- **Aim of the exercise**: Only a number is expected here: the count of lines in the data that contain "produced".

[Saved data entries]
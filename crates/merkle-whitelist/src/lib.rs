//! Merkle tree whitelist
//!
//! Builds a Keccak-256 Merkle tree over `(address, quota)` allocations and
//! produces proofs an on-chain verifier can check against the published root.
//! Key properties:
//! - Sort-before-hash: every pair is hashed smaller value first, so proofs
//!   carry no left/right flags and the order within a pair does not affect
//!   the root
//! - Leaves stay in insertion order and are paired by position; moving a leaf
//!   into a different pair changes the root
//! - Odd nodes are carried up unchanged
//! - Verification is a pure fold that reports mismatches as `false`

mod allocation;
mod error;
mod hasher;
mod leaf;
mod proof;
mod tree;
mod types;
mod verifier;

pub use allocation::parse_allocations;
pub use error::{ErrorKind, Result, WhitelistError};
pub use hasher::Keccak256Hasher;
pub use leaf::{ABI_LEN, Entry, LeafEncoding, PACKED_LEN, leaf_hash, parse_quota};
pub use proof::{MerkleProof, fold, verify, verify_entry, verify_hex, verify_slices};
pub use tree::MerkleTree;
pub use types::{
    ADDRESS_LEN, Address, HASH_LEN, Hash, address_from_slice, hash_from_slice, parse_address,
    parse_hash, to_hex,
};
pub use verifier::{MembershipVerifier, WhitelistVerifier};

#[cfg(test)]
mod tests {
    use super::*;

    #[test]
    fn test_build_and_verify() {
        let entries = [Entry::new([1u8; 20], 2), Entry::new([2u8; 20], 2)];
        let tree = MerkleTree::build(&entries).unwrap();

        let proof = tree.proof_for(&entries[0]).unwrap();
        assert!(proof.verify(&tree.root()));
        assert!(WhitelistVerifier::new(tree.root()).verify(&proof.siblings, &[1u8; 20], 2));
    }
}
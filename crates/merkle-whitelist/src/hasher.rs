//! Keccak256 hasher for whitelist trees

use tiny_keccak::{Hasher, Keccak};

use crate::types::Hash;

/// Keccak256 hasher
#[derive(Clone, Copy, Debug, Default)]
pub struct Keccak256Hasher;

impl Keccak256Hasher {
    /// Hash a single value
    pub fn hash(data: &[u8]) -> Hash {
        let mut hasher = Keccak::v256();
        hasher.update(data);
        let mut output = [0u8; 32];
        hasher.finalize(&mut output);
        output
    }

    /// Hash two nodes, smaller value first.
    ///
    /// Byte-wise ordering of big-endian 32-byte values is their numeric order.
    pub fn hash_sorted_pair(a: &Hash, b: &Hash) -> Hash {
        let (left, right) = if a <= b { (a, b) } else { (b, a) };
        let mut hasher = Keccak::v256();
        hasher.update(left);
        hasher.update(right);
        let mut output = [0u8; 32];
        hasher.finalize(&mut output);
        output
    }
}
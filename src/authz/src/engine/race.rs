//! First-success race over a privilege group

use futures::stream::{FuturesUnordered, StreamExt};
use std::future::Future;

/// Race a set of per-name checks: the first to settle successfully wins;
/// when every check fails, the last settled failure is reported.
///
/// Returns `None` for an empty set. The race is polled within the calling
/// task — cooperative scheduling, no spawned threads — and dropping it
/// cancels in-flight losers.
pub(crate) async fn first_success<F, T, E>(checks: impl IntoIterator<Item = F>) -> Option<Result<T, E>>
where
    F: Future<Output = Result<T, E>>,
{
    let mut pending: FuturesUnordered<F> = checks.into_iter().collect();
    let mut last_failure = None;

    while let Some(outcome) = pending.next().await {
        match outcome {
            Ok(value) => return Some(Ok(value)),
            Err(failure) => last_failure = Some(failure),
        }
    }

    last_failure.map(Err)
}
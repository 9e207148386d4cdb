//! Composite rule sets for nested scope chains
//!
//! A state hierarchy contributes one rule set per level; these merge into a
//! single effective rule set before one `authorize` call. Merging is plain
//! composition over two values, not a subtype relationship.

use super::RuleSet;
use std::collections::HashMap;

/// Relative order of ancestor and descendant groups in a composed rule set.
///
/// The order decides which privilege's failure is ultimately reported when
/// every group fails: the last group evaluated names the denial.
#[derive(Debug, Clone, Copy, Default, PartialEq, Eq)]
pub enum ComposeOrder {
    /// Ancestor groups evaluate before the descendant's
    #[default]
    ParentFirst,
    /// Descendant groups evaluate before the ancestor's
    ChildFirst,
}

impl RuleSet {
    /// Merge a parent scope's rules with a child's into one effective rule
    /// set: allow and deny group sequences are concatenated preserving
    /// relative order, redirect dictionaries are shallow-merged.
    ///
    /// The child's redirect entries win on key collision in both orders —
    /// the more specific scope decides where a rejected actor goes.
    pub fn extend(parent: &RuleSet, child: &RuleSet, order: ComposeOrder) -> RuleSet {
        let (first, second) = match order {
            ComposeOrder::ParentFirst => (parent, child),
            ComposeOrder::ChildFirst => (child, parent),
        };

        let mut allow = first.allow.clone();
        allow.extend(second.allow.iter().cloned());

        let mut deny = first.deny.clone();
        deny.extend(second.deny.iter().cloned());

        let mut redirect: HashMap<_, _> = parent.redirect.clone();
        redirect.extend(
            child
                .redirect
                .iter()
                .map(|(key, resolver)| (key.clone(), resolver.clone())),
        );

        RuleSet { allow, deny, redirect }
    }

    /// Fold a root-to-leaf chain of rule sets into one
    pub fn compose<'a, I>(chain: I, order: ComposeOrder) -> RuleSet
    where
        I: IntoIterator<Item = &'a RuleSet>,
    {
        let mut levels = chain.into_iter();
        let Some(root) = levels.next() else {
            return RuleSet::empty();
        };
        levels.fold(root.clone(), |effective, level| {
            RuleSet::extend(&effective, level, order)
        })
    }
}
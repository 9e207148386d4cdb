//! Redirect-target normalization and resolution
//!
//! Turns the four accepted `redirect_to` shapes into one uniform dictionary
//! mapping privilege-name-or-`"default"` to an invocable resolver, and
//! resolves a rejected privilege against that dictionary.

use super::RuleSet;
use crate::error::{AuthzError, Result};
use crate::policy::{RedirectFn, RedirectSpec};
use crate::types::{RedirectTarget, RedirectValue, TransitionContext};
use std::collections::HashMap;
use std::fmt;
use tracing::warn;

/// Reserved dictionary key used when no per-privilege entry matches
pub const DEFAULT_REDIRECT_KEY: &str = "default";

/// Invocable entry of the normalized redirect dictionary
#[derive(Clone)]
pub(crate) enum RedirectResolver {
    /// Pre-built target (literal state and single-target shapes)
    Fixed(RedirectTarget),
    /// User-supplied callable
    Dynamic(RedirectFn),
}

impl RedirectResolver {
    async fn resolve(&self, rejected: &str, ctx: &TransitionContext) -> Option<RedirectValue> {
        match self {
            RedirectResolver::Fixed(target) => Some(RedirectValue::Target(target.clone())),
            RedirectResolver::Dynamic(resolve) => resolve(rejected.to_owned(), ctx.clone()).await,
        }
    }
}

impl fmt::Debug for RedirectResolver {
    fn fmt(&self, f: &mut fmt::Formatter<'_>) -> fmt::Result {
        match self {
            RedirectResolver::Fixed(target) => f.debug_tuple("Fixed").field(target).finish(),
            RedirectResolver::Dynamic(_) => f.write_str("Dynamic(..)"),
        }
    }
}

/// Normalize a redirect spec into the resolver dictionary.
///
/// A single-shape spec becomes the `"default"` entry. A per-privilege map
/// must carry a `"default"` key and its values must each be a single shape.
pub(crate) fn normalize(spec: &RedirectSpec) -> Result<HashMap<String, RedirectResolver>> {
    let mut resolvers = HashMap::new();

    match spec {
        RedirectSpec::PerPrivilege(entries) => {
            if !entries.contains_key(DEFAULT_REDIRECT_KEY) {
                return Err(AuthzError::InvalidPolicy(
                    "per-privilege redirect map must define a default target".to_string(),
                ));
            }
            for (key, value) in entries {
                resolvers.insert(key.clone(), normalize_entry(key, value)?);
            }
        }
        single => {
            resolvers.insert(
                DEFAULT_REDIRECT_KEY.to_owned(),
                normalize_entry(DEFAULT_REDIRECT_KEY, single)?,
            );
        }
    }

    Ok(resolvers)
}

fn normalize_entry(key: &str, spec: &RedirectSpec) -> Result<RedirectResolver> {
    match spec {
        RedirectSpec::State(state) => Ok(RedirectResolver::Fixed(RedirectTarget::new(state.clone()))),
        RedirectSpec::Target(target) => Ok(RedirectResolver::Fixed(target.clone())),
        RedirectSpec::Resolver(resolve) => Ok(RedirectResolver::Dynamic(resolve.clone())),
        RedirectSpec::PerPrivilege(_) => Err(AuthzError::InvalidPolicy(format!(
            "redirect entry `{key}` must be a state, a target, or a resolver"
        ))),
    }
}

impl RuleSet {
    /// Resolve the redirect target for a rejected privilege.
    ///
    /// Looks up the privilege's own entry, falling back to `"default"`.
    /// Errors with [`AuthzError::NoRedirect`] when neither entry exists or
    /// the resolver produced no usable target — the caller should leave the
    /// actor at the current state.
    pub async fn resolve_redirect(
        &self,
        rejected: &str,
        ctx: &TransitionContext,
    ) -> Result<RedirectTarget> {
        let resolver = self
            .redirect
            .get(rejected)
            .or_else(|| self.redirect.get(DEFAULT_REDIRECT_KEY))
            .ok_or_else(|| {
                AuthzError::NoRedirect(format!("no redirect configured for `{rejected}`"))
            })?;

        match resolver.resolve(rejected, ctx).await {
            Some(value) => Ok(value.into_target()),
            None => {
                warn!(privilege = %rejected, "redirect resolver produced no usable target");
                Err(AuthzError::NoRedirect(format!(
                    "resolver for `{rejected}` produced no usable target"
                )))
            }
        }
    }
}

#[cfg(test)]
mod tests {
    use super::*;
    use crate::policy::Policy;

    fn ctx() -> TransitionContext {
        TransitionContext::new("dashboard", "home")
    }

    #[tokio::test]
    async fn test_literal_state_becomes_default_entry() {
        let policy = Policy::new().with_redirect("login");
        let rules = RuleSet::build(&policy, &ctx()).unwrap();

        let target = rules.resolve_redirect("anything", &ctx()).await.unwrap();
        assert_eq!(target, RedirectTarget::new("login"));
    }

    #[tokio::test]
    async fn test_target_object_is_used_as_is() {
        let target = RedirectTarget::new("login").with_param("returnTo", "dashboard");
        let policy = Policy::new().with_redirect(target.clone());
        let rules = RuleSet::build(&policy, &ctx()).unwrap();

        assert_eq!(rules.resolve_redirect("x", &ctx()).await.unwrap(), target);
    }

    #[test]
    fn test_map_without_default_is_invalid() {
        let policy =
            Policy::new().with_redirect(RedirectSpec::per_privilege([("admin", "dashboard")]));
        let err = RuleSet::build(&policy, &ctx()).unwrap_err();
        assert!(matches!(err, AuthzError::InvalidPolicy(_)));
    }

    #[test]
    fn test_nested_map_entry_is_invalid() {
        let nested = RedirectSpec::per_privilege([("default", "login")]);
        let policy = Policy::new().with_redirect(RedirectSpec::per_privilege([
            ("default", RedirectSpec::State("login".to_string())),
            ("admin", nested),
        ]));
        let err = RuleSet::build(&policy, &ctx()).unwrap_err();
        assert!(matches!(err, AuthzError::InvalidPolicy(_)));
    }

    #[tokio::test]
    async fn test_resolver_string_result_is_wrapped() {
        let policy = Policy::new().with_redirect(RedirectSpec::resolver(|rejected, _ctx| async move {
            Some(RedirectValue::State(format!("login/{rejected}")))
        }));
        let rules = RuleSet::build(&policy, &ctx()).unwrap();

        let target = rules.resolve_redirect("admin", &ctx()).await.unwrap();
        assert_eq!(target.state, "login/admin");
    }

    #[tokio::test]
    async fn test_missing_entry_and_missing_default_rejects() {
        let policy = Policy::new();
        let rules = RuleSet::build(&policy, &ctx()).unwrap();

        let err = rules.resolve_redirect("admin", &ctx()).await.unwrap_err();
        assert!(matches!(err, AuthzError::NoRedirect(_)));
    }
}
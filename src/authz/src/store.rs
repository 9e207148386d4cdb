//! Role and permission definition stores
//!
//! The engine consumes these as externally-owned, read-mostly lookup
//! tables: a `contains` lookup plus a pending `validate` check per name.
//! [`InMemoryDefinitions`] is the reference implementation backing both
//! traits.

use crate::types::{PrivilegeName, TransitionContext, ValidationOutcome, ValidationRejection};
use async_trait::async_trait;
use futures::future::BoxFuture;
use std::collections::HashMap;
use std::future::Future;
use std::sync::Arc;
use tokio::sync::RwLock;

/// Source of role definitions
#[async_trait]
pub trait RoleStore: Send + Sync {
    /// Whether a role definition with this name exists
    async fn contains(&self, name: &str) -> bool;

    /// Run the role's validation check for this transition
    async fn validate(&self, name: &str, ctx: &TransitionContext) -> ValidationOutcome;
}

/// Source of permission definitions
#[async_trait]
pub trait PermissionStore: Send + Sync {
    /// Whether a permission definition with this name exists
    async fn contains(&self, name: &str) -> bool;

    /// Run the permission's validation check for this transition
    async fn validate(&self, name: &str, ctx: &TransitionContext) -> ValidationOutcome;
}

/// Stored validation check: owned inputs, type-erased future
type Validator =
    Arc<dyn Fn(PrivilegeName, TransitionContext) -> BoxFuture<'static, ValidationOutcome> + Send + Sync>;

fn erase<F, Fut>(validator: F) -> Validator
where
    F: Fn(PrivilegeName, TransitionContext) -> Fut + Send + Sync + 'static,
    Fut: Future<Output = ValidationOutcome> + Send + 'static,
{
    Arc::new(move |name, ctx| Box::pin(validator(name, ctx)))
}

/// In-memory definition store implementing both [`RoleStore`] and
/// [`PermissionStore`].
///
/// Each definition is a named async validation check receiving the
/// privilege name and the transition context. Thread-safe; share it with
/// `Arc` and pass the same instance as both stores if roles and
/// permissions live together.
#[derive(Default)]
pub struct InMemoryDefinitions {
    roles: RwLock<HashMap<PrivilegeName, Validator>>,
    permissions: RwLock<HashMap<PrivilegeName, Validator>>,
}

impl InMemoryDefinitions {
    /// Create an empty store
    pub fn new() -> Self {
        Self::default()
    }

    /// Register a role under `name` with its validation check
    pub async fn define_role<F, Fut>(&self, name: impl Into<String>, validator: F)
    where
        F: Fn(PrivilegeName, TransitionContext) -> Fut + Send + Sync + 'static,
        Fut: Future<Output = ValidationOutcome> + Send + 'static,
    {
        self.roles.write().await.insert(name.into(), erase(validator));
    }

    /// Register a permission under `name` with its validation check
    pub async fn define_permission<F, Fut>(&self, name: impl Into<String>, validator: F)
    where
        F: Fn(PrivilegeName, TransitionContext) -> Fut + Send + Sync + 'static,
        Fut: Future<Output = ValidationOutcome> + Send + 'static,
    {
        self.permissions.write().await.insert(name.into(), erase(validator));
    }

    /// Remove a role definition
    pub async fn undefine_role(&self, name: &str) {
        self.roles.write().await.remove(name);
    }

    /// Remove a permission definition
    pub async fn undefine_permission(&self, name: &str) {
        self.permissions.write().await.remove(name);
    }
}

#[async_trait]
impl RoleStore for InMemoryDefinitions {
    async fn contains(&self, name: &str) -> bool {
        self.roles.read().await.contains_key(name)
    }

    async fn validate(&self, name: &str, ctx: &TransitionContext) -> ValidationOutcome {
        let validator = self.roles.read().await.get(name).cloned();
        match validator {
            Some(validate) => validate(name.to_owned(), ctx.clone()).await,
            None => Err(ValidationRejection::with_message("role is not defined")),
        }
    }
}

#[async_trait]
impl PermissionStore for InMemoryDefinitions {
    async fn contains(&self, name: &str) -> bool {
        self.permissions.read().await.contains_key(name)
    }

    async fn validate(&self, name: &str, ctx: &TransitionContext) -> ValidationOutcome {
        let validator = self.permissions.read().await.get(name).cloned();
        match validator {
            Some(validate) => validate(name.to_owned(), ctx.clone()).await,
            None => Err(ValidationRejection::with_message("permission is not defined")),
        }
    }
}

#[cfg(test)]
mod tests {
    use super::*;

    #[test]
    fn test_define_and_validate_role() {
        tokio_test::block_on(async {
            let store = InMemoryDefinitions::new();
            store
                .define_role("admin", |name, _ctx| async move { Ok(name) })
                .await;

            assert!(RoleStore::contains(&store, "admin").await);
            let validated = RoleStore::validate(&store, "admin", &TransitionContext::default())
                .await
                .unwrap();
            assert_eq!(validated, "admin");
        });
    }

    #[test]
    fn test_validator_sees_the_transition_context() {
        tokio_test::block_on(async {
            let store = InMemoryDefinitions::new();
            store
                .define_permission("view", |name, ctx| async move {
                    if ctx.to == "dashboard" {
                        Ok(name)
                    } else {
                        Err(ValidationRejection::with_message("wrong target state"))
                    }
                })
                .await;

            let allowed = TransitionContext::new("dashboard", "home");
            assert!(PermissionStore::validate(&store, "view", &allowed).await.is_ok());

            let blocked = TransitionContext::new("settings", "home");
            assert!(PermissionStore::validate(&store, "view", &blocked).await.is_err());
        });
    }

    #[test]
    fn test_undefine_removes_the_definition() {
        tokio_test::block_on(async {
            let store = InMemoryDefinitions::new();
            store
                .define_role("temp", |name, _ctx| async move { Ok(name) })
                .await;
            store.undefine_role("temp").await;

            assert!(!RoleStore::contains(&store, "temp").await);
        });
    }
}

- **Answer below**: 3